** ACTIVITY **
Say how many of the lines below include the word "NaiveDate", and write nothing else.

** EXTRACTED INFORMATION **
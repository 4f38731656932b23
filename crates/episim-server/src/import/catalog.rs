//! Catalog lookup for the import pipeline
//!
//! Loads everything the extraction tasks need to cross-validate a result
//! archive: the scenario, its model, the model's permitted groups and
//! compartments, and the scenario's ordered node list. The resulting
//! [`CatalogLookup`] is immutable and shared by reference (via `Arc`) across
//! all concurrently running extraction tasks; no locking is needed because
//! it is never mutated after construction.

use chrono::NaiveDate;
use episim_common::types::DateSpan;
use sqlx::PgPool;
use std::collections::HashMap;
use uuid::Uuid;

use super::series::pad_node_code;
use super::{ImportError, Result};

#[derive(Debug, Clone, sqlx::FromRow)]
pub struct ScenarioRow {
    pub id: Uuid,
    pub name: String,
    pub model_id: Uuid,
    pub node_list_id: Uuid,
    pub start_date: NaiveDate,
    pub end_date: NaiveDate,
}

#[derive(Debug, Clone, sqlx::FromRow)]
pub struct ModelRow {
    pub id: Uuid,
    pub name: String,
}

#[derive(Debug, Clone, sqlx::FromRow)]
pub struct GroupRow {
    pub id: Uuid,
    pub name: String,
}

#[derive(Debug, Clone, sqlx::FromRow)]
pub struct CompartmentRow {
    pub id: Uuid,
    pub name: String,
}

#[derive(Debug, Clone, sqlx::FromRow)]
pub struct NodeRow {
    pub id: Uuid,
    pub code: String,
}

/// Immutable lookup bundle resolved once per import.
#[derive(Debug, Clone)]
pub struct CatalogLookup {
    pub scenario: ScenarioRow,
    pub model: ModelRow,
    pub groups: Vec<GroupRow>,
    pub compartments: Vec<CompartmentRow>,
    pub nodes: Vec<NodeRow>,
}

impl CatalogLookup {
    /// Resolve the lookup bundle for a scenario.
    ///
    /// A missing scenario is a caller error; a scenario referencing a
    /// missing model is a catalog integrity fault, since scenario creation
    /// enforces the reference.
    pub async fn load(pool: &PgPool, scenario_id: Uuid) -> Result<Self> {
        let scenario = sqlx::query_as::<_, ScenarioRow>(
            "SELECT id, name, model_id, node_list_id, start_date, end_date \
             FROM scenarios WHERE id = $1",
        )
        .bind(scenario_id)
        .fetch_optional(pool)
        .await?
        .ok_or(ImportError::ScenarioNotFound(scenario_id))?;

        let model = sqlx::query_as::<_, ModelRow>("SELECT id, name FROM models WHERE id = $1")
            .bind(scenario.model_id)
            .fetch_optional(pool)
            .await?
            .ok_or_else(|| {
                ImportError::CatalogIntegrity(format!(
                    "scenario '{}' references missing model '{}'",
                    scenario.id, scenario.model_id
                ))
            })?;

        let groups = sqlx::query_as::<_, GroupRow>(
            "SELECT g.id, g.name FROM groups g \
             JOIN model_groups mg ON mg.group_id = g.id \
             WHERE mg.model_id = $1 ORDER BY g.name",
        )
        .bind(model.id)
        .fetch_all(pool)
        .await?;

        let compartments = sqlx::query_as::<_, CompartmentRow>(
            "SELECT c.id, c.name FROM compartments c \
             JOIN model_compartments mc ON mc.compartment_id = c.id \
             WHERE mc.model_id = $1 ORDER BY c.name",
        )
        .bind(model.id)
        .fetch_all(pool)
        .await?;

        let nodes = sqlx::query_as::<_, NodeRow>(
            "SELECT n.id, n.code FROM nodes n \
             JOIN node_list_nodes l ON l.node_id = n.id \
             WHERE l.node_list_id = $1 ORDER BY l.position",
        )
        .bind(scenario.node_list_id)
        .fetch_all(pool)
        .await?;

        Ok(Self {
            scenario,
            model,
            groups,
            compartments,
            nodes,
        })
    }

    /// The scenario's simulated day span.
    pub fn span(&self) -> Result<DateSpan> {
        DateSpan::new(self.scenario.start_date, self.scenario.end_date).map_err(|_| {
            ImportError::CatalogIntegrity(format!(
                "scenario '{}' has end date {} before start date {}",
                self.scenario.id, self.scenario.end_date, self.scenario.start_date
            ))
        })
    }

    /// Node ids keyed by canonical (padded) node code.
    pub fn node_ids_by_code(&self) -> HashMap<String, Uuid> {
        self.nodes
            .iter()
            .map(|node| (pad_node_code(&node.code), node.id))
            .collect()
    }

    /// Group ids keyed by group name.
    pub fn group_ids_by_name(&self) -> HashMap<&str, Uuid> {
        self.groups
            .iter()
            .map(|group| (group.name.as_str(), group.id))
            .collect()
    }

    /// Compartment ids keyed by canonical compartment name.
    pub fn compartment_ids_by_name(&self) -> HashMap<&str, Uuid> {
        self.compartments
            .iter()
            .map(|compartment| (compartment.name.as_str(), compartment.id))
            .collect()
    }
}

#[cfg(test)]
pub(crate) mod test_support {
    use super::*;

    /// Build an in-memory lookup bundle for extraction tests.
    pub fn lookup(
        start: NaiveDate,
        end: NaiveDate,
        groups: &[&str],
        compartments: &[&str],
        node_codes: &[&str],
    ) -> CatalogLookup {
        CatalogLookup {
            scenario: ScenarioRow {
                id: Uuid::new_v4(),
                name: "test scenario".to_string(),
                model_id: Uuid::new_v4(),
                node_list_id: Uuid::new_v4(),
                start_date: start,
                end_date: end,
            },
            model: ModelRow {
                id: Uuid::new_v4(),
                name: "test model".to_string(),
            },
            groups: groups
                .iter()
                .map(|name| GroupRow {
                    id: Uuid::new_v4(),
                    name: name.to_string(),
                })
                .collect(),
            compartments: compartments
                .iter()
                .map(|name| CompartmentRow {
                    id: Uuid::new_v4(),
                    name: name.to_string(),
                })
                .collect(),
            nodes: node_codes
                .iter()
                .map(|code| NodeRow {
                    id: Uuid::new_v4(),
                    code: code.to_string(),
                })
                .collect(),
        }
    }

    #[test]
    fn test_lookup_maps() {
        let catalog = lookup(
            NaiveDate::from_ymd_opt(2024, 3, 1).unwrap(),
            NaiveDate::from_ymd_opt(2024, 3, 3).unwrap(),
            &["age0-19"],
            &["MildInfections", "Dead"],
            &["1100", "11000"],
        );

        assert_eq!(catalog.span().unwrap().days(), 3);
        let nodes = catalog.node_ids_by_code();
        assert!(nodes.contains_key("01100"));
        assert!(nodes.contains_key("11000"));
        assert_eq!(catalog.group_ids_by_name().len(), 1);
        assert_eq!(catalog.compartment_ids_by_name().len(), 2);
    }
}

** YOUR RESPONSE **
7